Unlike every Tuesday, I was a little nervous, because yesterday was a VERY HUNGRY CATERPILLAR day.
|Illustration by Eric Carle|
Have you ever had a Very Hungry Caterpillar day? When you've already eaten the one red apple, the two green pears, the three purple plums, yadda yadda... and you are seriously craving "chocolate cake, ice-cream, a pickle, Swiss cheese, salami, a lollipop, cherry pie, a sausage, a cupcake, and a slice of watermelon." i.e. everything in sight.
Alas, I am not a caterpillar. If I ate all of that yesterday, I wouldn't have turned into Beautiful Butterfly today. I'd just have gained more weight. And I did not want to gain more weight after last week's one-pound gain. I worked hard all week to stay in balance, to eat mindfully and to never surpass 1500 calories (which I stayed below each day, even at a party!) Plus, I exercised incredibly hard. I wasn't about to undermine that whole week of work. Except that...

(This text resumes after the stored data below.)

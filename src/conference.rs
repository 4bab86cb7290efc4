//! # Conference Registry Module
//!
//! Reference data about the conferences to search: identity, home domain,
//! ranking, research area and the month(s) each one is held. Read-only to
//! the rest of the crate.
//!
//! ## Key Components
//!
//! - `Conference`: One registry entry
//! - `load_conferences`: Parse a `conferences.yaml` document
//! - `ConferenceFilter`: Short-name, rank, area and limit selection
//! - `RecruitmentWindow`: Whether a conference is plausibly recruiting now
//! - `guess_year`: The conference year a run should target

mod error;
mod registry;
mod window;

pub use error::RegistryError;
pub use registry::{ConferenceFilter, VALID_AREAS, VALID_RANKS, load_conferences};
pub use window::{ROLLING_REVIEW_CONFERENCES, RecruitmentWindow};

pub(crate) use registry::read_yaml;

use chrono::{Datelike, NaiveDate};
use serde::{Deserialize, Deserializer, Serialize};

/// Rankings of a conference
#[derive(Debug, Clone, Default, PartialEq, Eq, Serialize, Deserialize)]
pub struct Rank {
    /// CCF rank: A, B or C
    #[serde(default)]
    pub ccf: Option<String>,

    /// CORE rank, e.g. A*
    #[serde(default)]
    pub core: Option<String>,
}

/// A conference registry entry
#[derive(Debug, Clone, Default, PartialEq, Eq, Serialize, Deserialize)]
pub struct Conference {
    /// Abbreviation, e.g. `IJCAI`
    #[serde(rename = "short")]
    pub short_name: String,

    /// Full name
    #[serde(rename = "name", default)]
    pub display_name: String,

    /// Home domain without scheme, e.g. `ijcai.org`
    #[serde(default)]
    pub domain: String,

    /// Research area code, e.g. `AI`
    #[serde(rename = "area", default)]
    pub area_code: String,

    #[serde(default)]
    pub rank: Rank,

    /// Months (1-12) the conference is held; 0 means unknown
    #[serde(
        rename = "conf_date",
        default,
        deserialize_with = "deserialize_months"
    )]
    pub recruitment_months: Vec<u32>,
}

impl Conference {
    /// Whether every scheduled month is unknown
    pub fn has_unknown_dates(&self) -> bool {
        self.recruitment_months.iter().all(|&m| m == 0)
    }
}

/// `conf_date` is either a single month or a list of months
fn deserialize_months<'de, D>(deserializer: D) -> Result<Vec<u32>, D::Error>
where
    D: Deserializer<'de>,
{
    #[derive(Deserialize)]
    #[serde(untagged)]
    enum Months {
        One(u32),
        Many(Vec<u32>),
    }

    Ok(match Option::<Months>::deserialize(deserializer)? {
        Some(Months::One(m)) => vec![m],
        Some(Months::Many(ms)) => ms,
        None => Vec::new(),
    })
}

/// Conference year to target on `today`: this year through June, next year
/// from July on
pub fn guess_year(today: NaiveDate) -> i32 {
    if today.month() <= 6 {
        today.year()
    } else {
        today.year() + 1
    }
}

#[cfg(test)]
mod tests {
    use super::*;

    #[test]
    fn test_deserialize_full_entry() {
        let yaml = r#"
short: IJCAI
name: International Joint Conference on Artificial Intelligence
domain: ijcai.org
area: AI
rank:
  ccf: A
  core: A*
conf_date: 8
"#;
        let conf: Conference = serde_yaml::from_str(yaml).unwrap();
        assert_eq!(conf.short_name, "IJCAI");
        assert_eq!(conf.area_code, "AI");
        assert_eq!(conf.rank.ccf.as_deref(), Some("A"));
        assert_eq!(conf.rank.core.as_deref(), Some("A*"));
        assert_eq!(conf.recruitment_months, vec![8]);
    }

    #[test]
    fn test_deserialize_month_list_and_missing() {
        let conf: Conference = serde_yaml::from_str("short: X\nconf_date: [3, 8]").unwrap();
        assert_eq!(conf.recruitment_months, vec![3, 8]);

        let conf: Conference = serde_yaml::from_str("short: Y").unwrap();
        assert!(conf.recruitment_months.is_empty());
        assert!(conf.has_unknown_dates());
    }

    #[test]
    fn test_guess_year() {
        let date = |m, d| NaiveDate::from_ymd_opt(2026, m, d).unwrap();
        assert_eq!(guess_year(date(1, 1)), 2026);
        assert_eq!(guess_year(date(6, 30)), 2026);
        assert_eq!(guess_year(date(7, 1)), 2027);
        assert_eq!(guess_year(date(12, 31)), 2027);
    }
}
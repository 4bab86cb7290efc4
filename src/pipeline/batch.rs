//! Batch runner over many conferences

use std::any::Any;
use std::collections::HashSet;
use std::panic::AssertUnwindSafe;

use futures::FutureExt;
use serde::{Deserialize, Serialize};
use tokio::sync::mpsc;
use tracing::{debug, error, info, instrument};

use super::{Candidate, DiscoveryConfig, discover_conference};
use crate::conference::{Conference, RecruitmentWindow};
use crate::error::{Error, Result};
use crate::fetcher::{Fetcher, PageSource};
use crate::known_urls::KnownUrls;
use crate::search::{FallbackSearch, SearchProvider};
use crate::urls::normalize_url;

/// A conference whose discovery did not complete
#[derive(Debug, Clone, PartialEq, Eq, Serialize, Deserialize)]
pub struct ConferenceFailure {
    pub conference: String,
    pub message: String,
}

/// Outcome of a discovery run
#[derive(Debug, Clone, Default, PartialEq, Serialize, Deserialize)]
pub struct DiscoveryReport {
    /// Candidates by final score, best first
    pub candidates: Vec<Candidate>,

    /// Conferences attempted
    pub searched: usize,

    /// Conferences that completed, with or without candidates
    pub succeeded: usize,

    pub failures: Vec<ConferenceFailure>,
}

/// Conferences plausibly recruiting in `current_month`, in registry order
pub fn in_recruitment_window(
    conferences: Vec<Conference>,
    window: &RecruitmentWindow,
    current_month: u32,
) -> Vec<Conference> {
    let total = conferences.len();
    let selected: Vec<Conference> = conferences
        .into_iter()
        .filter(|c| window.contains(c, current_month))
        .collect();
    info!(total, selected = selected.len(), current_month, "Applied recruitment window");
    selected
}

/// Run discovery for `conferences` with one shared fetcher and the search
/// backend named in `config`.
///
/// Fails only if the fetcher or the search backend cannot be built.
pub async fn run_discovery(
    conferences: &[Conference],
    known: &KnownUrls,
    year: i32,
    config: &DiscoveryConfig,
    progress: Option<mpsc::Sender<String>>,
) -> Result<DiscoveryReport> {
    let fetcher = Fetcher::new(config.fetcher.clone())?;
    let search = FallbackSearch::from_kind(
        config.provider,
        config.serper_key.clone(),
        config.date_range,
    )?;

    Ok(run_discovery_with(&fetcher, &search, conferences, known, year, config, progress).await)
}

/// Run discovery for `conferences` one at a time over the given page source
/// and search backend.
///
/// A conference that panics is recorded as a failure and the batch moves
/// on. When `progress` is given, each conference's short name is sent once
/// it is finished.
#[instrument(skip_all, fields(conferences = conferences.len(), year = year))]
pub async fn run_discovery_with<P: PageSource, S: SearchProvider>(
    source: &P,
    search: &S,
    conferences: &[Conference],
    known: &KnownUrls,
    year: i32,
    config: &DiscoveryConfig,
    progress: Option<mpsc::Sender<String>>,
) -> DiscoveryReport {
    let mut report = DiscoveryReport::default();
    let mut candidates = Vec::new();

    for conference in conferences {
        report.searched += 1;
        info!(conference = %conference.short_name, "Discovering");

        let run = discover_conference(source, search, conference, known, year, config);
        match AssertUnwindSafe(run).catch_unwind().await {
            Ok(found) => {
                report.succeeded += 1;
                candidates.extend(found);
            }
            Err(payload) => {
                let err = Error::Discovery {
                    conference: conference.short_name.clone(),
                    message: panic_message(payload),
                };
                error!("{}", err);
                report.failures.push(ConferenceFailure {
                    conference: conference.short_name.clone(),
                    message: err.to_string(),
                });
            }
        }

        if let Some(sender) = &progress {
            if sender.send(conference.short_name.clone()).await.is_err() {
                debug!("Progress receiver dropped");
            }
        }
    }

    report.candidates = rank_candidates(candidates);
    info!(
        searched = report.searched,
        succeeded = report.succeeded,
        failed = report.failures.len(),
        candidates = report.candidates.len(),
        "Discovery finished"
    );
    report
}

/// Drop repeated URLs, keeping the first occurrence, then order by final
/// score descending and URL ascending
pub fn rank_candidates(candidates: Vec<Candidate>) -> Vec<Candidate> {
    let mut seen = HashSet::new();
    let mut ranked: Vec<Candidate> = candidates
        .into_iter()
        .filter(|c| seen.insert(normalize_url(c.url())))
        .collect();
    ranked.sort_by(|a, b| {
        b.final_score
            .total_cmp(&a.final_score)
            .then_with(|| a.url().cmp(b.url()))
    });
    ranked
}

fn panic_message(payload: Box<dyn Any + Send>) -> String {
    if let Some(message) = payload.downcast_ref::<&str>() {
        message.to_string()
    } else if let Some(message) = payload.downcast_ref::<String>() {
        message.clone()
    } else {
        "unknown panic".to_string()
    }
}
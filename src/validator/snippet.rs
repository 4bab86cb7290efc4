//! Evidence snippets for human review

use crate::scoring::window_bounds;

/// Bytes of context kept either side of the match
pub const SNIPPET_RADIUS: usize = 80;

const ELLIPSIS: &str = "...";

/// Excerpt of `text` centered on byte offset `pos`.
///
/// An ellipsis marks each end where the text was cut.
pub fn evidence_snippet(text: &str, pos: usize, radius: usize) -> String {
    let (start, end) = window_bounds(text, pos, radius);
    let mut snippet = String::with_capacity(end - start + 2 * ELLIPSIS.len());
    if start > 0 {
        snippet.push_str(ELLIPSIS);
    }
    snippet.push_str(text[start..end].trim());
    if end < text.len() {
        snippet.push_str(ELLIPSIS);
    }
    snippet
}
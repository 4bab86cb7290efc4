//! HTTP fetcher implementation

use std::sync::Arc;
use std::time::Duration;

use chrono::Utc;
use futures::future::join_all;
use reqwest::header::{CONTENT_TYPE, LAST_MODIFIED, RETRY_AFTER};
use reqwest::{Client as ReqwestClient, StatusCode};
use tokio::sync::Semaphore;
use tracing::{debug, instrument, warn};

use crate::fetcher::FetchedPage;
use crate::fetcher::config::FetcherConfig;
use crate::fetcher::error::FetchError;
use crate::fetcher::retry::{RetryPolicy, RetryState};

/// Shared page fetcher
///
/// One fetcher is created per run and shared by every conference. Requests
/// beyond the configured concurrency wait for a permit; each retry attempt
/// takes its own permit, so a backing-off URL does not block others.
#[derive(Debug, Clone)]
pub struct Fetcher {
    client: ReqwestClient,
    gate: Arc<Semaphore>,
    policy: RetryPolicy,
    config: Arc<FetcherConfig>,
}

impl Fetcher {
    /// Create a new fetcher with the given configuration
    pub fn new(config: FetcherConfig) -> Result<Self, FetchError> {
        let client = ReqwestClient::builder()
            .user_agent(config.user_agent.clone())
            .connect_timeout(config.connect_timeout())
            .timeout(config.total_timeout())
            .build()
            .map_err(|e| FetchError::Transport(format!("failed to build HTTP client: {e}")))?;

        Ok(Self {
            client,
            gate: Arc::new(Semaphore::new(config.concurrency.max(1))),
            policy: RetryPolicy::from_config(&config),
            config: Arc::new(config),
        })
    }

    /// The configuration this fetcher was built with
    pub fn config(&self) -> &FetcherConfig {
        &self.config
    }

    /// Fetch a single page.
    ///
    /// Returns the requested URL and the page, or `None` after a terminal
    /// failure. Errors are logged, never returned.
    #[instrument(skip(self))]
    pub async fn fetch(&self, url: &str) -> (String, Option<FetchedPage>) {
        let mut state = RetryState::Attempting { attempt: 0 };
        let mut page = None;

        loop {
            state = match state {
                RetryState::Attempting { attempt } => match self.attempt(url).await {
                    Ok(fetched) => {
                        page = Some(fetched);
                        RetryState::Succeeded
                    }
                    Err(err) => {
                        let next = self.policy.after_failure(attempt, &err);
                        match &next {
                            RetryState::Backoff { delay, .. } => debug!(
                                "Attempt {} for {} failed: {}; retrying in {:?}",
                                attempt + 1,
                                url,
                                err,
                                delay
                            ),
                            _ => warn!("Giving up on {} after {} attempt(s): {}", url, attempt + 1, err),
                        }
                        next
                    }
                },
                RetryState::Backoff {
                    next_attempt,
                    delay,
                } => {
                    tokio::time::sleep(delay).await;
                    RetryState::Attempting {
                        attempt: next_attempt,
                    }
                }
                RetryState::Succeeded | RetryState::FailedTerminal => break,
            };
        }

        (url.to_string(), page)
    }

    /// Fetch many pages concurrently, bounded by the fetcher's gate.
    ///
    /// Results come back in input order.
    pub async fn fetch_many(&self, urls: &[String]) -> Vec<(String, Option<FetchedPage>)> {
        join_all(urls.iter().map(|url| self.fetch(url))).await
    }

    /// One HTTP round trip, holding a concurrency permit for its duration
    async fn attempt(&self, url: &str) -> Result<FetchedPage, FetchError> {
        let _permit = self.gate.acquire().await.map_err(|_| FetchError::Closed)?;

        let mut response = self.client.get(url).send().await?;
        let status = response.status();

        if status == StatusCode::TOO_MANY_REQUESTS {
            let retry_after = response
                .headers()
                .get(RETRY_AFTER)
                .and_then(|h| h.to_str().ok())
                .and_then(parse_retry_after);
            return Err(FetchError::RateLimited { retry_after });
        }
        if status.is_server_error() {
            return Err(FetchError::Server(status.as_u16()));
        }
        if status != StatusCode::OK {
            return Err(FetchError::Status(status.as_u16()));
        }

        let content_type = response
            .headers()
            .get(CONTENT_TYPE)
            .and_then(|h| h.to_str().ok())
            .unwrap_or_default()
            .to_string();
        if !self.config.accepts_content_type(&content_type) {
            return Err(FetchError::ContentType(content_type));
        }

        let max = self.config.max_response_bytes;
        if let Some(declared) = response.content_length() {
            if declared > max as u64 {
                return Err(FetchError::TooLarge {
                    size: declared,
                    max,
                });
            }
        }

        let last_modified = response
            .headers()
            .get(LAST_MODIFIED)
            .and_then(|h| h.to_str().ok())
            .map(str::to_string);
        let final_url = response.url().to_string();

        let mut body: Vec<u8> = Vec::new();
        while let Some(chunk) = response.chunk().await? {
            if body.len() + chunk.len() > max {
                return Err(FetchError::TooLarge {
                    size: (body.len() + chunk.len()) as u64,
                    max,
                });
            }
            body.extend_from_slice(&chunk);
        }

        debug!("Fetched {} ({} bytes)", final_url, body.len());
        Ok(FetchedPage {
            final_url,
            body: String::from_utf8_lossy(&body).into_owned(),
            last_modified,
        })
    }
}

/// Parse a Retry-After header given either as seconds or as an HTTP date
fn parse_retry_after(value: &str) -> Option<Duration> {
    let value = value.trim();
    if let Ok(secs) = value.parse::<u64>() {
        return Some(Duration::from_secs(secs));
    }
    let when = chrono::DateTime::parse_from_rfc2822(value).ok()?;
    (when.with_timezone(&Utc) - Utc::now()).to_std().ok()
}
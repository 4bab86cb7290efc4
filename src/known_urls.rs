//! Already-known URLs
//!
//! Pages already in the dataset, pages a human rejected, and any extra URLs
//! from the command line are never proposed again. Everything is stored in
//! normalized form.

use std::collections::HashSet;
use std::io::ErrorKind;
use std::path::Path;

use serde::Deserialize;
use tracing::{debug, info};

use crate::conference::{RegistryError, read_yaml};
use crate::urls::normalize_url;

#[derive(Deserialize)]
struct CallsFile {
    #[serde(default)]
    calls: Vec<CallEntry>,
}

/// A dataset entry, either with one `url` or a list of `urls`
#[derive(Deserialize)]
struct CallEntry {
    #[serde(default)]
    url: Option<String>,
    #[serde(default)]
    urls: Option<Vec<UrlEntry>>,
}

#[derive(Deserialize)]
struct UrlEntry {
    url: String,
}

#[derive(Deserialize)]
struct RejectedFile {
    #[serde(default)]
    rejected_urls: Vec<UrlEntry>,
}

/// Normalized URLs of every page already in the dataset.
///
/// The calls file is required.
pub fn load_call_urls(path: impl AsRef<Path>) -> Result<HashSet<String>, RegistryError> {
    let file: CallsFile = read_yaml(path.as_ref())?;
    let urls = file
        .calls
        .into_iter()
        .flat_map(|call| match call.urls {
            Some(urls) => urls.into_iter().map(|u| u.url).collect(),
            None => call.url.into_iter().collect::<Vec<_>>(),
        })
        .map(|url| normalize_url(&url))
        .collect();
    Ok(urls)
}

/// Normalized URLs of previously rejected pages; a missing file is empty
pub fn load_rejected_urls(path: impl AsRef<Path>) -> Result<HashSet<String>, RegistryError> {
    let path = path.as_ref();
    let file: RejectedFile = match read_yaml(path) {
        Ok(file) => file,
        Err(RegistryError::Io { source, .. }) if source.kind() == ErrorKind::NotFound => {
            debug!(path = %path.display(), "No rejected URLs file");
            return Ok(HashSet::new());
        }
        Err(e) => return Err(e),
    };
    Ok(file
        .rejected_urls
        .into_iter()
        .map(|entry| normalize_url(&entry.url))
        .collect())
}

/// Set of normalized URLs that must not be rediscovered
#[derive(Debug, Clone, Default, PartialEq, Eq)]
pub struct KnownUrls {
    urls: HashSet<String>,
}

impl KnownUrls {
    pub fn new() -> Self {
        Self::default()
    }

    /// Union of the calls file, the optional rejected file and `extra` URLs
    pub fn load<I, S>(
        calls: impl AsRef<Path>,
        rejected: Option<&Path>,
        extra: I,
    ) -> Result<Self, RegistryError>
    where
        I: IntoIterator<Item = S>,
        S: AsRef<str>,
    {
        let mut known = Self {
            urls: load_call_urls(calls)?,
        };
        let dataset = known.len();

        let rejected = match rejected {
            Some(path) => load_rejected_urls(path)?,
            None => HashSet::new(),
        };
        let rejected_count = rejected.len();
        known.urls.extend(rejected);
        known.extend(extra);

        info!(
            dataset,
            rejected = rejected_count,
            total = known.len(),
            "Loaded known URLs"
        );
        Ok(known)
    }

    pub fn insert(&mut self, url: &str) -> bool {
        self.urls.insert(normalize_url(url))
    }

    /// Whether `url` is known, in any spelling that normalizes the same
    pub fn contains(&self, url: &str) -> bool {
        self.urls.contains(&normalize_url(url))
    }

    pub fn len(&self) -> usize {
        self.urls.len()
    }

    pub fn is_empty(&self) -> bool {
        self.urls.is_empty()
    }
}

impl<S: AsRef<str>> Extend<S> for KnownUrls {
    fn extend<T: IntoIterator<Item = S>>(&mut self, iter: T) {
        for url in iter {
            self.insert(url.as_ref());
        }
    }
}

impl<S: AsRef<str>> FromIterator<S> for KnownUrls {
    fn from_iter<T: IntoIterator<Item = S>>(iter: T) -> Self {
        let mut known = Self::new();
        known.extend(iter);
        known
    }
}
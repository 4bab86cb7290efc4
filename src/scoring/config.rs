//! # Scoring Configuration Module
//!
//! Every bonus, penalty, weight and threshold of the four scoring layers.
//!
//! ## Key Components
//!
//! - `ScoringConfig`: All scoring magnitudes with the tuned defaults
//! - `ScoringConfigBuilder`: Builder for the values most often overridden

use crate::error::{Error, Result};

/// Tolerance when checking that the final-score weights sum to one
const WEIGHT_SUM_TOLERANCE: f64 = 1e-9;

/// Configuration for the scorer
#[derive(Debug, Clone, PartialEq)]
pub struct ScoringConfig {
    /// Category bonus for hits of the homepage query
    pub query_homepage: f64,
    /// Category bonus for hits of the reviewer query
    pub query_reviewer: f64,
    /// Category bonus for hits of a PC query
    pub query_pc: f64,
    /// Category bonus for hits of a generic call query
    pub query_call: f64,

    /// Conference abbreviation appears in the hit URL
    pub search_abbr_in_url: f64,
    /// Hit is on the conference domain
    pub search_same_domain: f64,
    /// Conference abbreviation appears in the title or snippet
    pub search_abbr_in_text: f64,
    /// Conference full name appears in the title or snippet
    pub search_name_in_text: f64,
    /// Target year appears in the title or snippet
    pub search_year_in_text: f64,

    pub link_reviewer: f64,
    pub link_pc: f64,
    pub link_committee: f64,
    pub link_call: f64,
    pub link_same_domain: f64,
    pub link_external: f64,
    pub link_non_html: f64,
    /// Subtracted once per BFS level
    pub depth_penalty: f64,

    pub content_high: f64,
    pub content_medium: f64,
    /// Added per matched content keyword
    pub content_weak: f64,
    pub content_negative: f64,
    pub content_recovery: f64,
    pub content_multi_strong: f64,
    /// High-confidence hits needed for the multi-strong bonus
    pub multi_strong_min_hits: usize,
    /// Added when the target year appears in the page
    pub content_year: f64,
    /// Bytes either side of a medium signal searched for context terms
    pub context_window: usize,

    pub weight_search: f64,
    pub weight_graph: f64,
    pub weight_content: f64,

    /// Final score at or above which a candidate is accepted
    pub accept_threshold: f64,
    /// Final score at or above which a candidate is held for review
    pub gray_zone_threshold: f64,
}

impl Default for ScoringConfig {
    fn default() -> Self {
        Self {
            query_homepage: 3.0,
            query_reviewer: 3.0,
            query_pc: 2.0,
            query_call: 1.0,
            search_abbr_in_url: 10.0,
            search_same_domain: 5.0,
            search_abbr_in_text: 3.0,
            search_name_in_text: 2.0,
            search_year_in_text: 2.0,
            link_reviewer: 3.0,
            link_pc: 3.0,
            link_committee: 2.0,
            link_call: 1.0,
            link_same_domain: 2.0,
            link_external: -1.0,
            link_non_html: -5.0,
            depth_penalty: 1.0,
            content_high: 4.0,
            content_medium: 2.0,
            content_weak: 1.0,
            content_negative: -5.0,
            content_recovery: 2.0,
            content_multi_strong: 3.0,
            multi_strong_min_hits: 3,
            content_year: 1.0,
            context_window: 200,
            weight_search: 0.4,
            weight_graph: 0.3,
            weight_content: 0.3,
            accept_threshold: 5.0,
            gray_zone_threshold: 2.0,
        }
    }
}

impl ScoringConfig {
    /// Create a new builder
    pub fn builder() -> ScoringConfigBuilder {
        ScoringConfigBuilder::new()
    }

    /// Check the weights sum to one and the thresholds are ordered
    pub fn validate(&self) -> Result<()> {
        let sum = self.weight_search + self.weight_graph + self.weight_content;
        if (sum - 1.0).abs() > WEIGHT_SUM_TOLERANCE {
            return Err(Error::Config(format!(
                "scoring weights must sum to 1.0, got {sum}"
            )));
        }
        if self.gray_zone_threshold > self.accept_threshold {
            return Err(Error::Config(format!(
                "gray zone threshold {} is above accept threshold {}",
                self.gray_zone_threshold, self.accept_threshold
            )));
        }
        Ok(())
    }
}

/// Builder for ScoringConfig
#[derive(Debug, Default)]
pub struct ScoringConfigBuilder {
    config: ScoringConfig,
}

impl ScoringConfigBuilder {
    pub fn new() -> Self {
        Self {
            config: ScoringConfig::default(),
        }
    }

    /// Set the final-score weights
    pub fn weights(mut self, search: f64, graph: f64, content: f64) -> Self {
        self.config.weight_search = search;
        self.config.weight_graph = graph;
        self.config.weight_content = content;
        self
    }

    /// Set the decision thresholds
    pub fn thresholds(mut self, accept: f64, gray_zone: f64) -> Self {
        self.config.accept_threshold = accept;
        self.config.gray_zone_threshold = gray_zone;
        self
    }

    /// Set the per-level depth penalty
    pub fn depth_penalty(mut self, penalty: f64) -> Self {
        self.config.depth_penalty = penalty;
        self
    }

    /// Set the medium-signal context window
    pub fn context_window(mut self, window: usize) -> Self {
        self.config.context_window = window;
        self
    }

    /// Build and validate the configuration
    pub fn build(self) -> Result<ScoringConfig> {
        self.config.validate()?;
        Ok(self.config)
    }
}

#[cfg(test)]
mod tests {
    use super::*;

    #[test]
    fn test_default_is_valid() {
        assert!(ScoringConfig::default().validate().is_ok());
    }

    #[test]
    fn test_rejects_bad_weights() {
        let result = ScoringConfig::builder().weights(0.5, 0.5, 0.5).build();
        assert!(matches!(result, Err(Error::Config(_))));
    }

    #[test]
    fn test_rejects_inverted_thresholds() {
        let result = ScoringConfig::builder().thresholds(1.0, 3.0).build();
        assert!(matches!(result, Err(Error::Config(_))));
    }

    #[test]
    fn test_builder_overrides() {
        let config = ScoringConfig::builder()
            .weights(0.5, 0.25, 0.25)
            .thresholds(6.0, 3.0)
            .depth_penalty(0.5)
            .build()
            .unwrap();
        assert_eq!(config.weight_search, 0.5);
        assert_eq!(config.accept_threshold, 6.0);
        assert_eq!(config.depth_penalty, 0.5);
    }
}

I did. I totally did want to undermine that whole week of work. Not all of me wanted to screw it up for myself. Not even most of me. But one tiny part of me seriously wanted food. And not, like, an extra couple ounces of chicken or another peach. It wanted crap. It kept saying "heyyyyyy. I'm huuuuungry." "C'mon, you know you want more food." "SCREW IT, OK, IT'S PIZZA TIME. GIVE UP. WE'RE EATING." But it was just part of me. One tiny part of me.
|Let's call that tiny part "Hungry Hippo."|
My excellent friend Lisa once described a way she looks at making certain decisions. It's called "the Board of Directors." When you are confronted with a choice - for instance, when a food addict wants to eat more than needed - you typically fight with yourself about it. You might have all different kinds of opinions about that decision... different reasons for doing it, or not doing it. And these different opinions - these different voices within yourself - are your very own Board of Directors. And just like any company or government, your board will need to come to a consensus for you to take action... whether that's unanimous approval, or a forged compromise, or even dictatorship on the part of the Chairman of the Board.
Yesterday, my board of directors was pretty loud. The Hungry Hippo was seated in a wide, plush chair at the end of the table. She was trying her darnedest to usurp the position of Chairman, so she could ignore all of the other board members' appeals and move forward with a dictatorship of overeating. But the rest of the board was able to see right through her.
Today, I'm back down to 301, the lowest weight I've been in many years. Hungry Hippo's hostile takeover has been prevented, and she's got a gag order coming her way... because I'm excited about the next weigh-in being lower than the lowest weight I've been in many years. (Excited and scared - but again, thank goodness for that board of directors.)
How about you? Do you fight with your own personal Board of Directors? What do you do on a Hungry Caterpillar day, or when your Hungry Hippo tries to take the floor? What ever it is, I hope it's kind to yourself, in the best possible ways. Take care of you!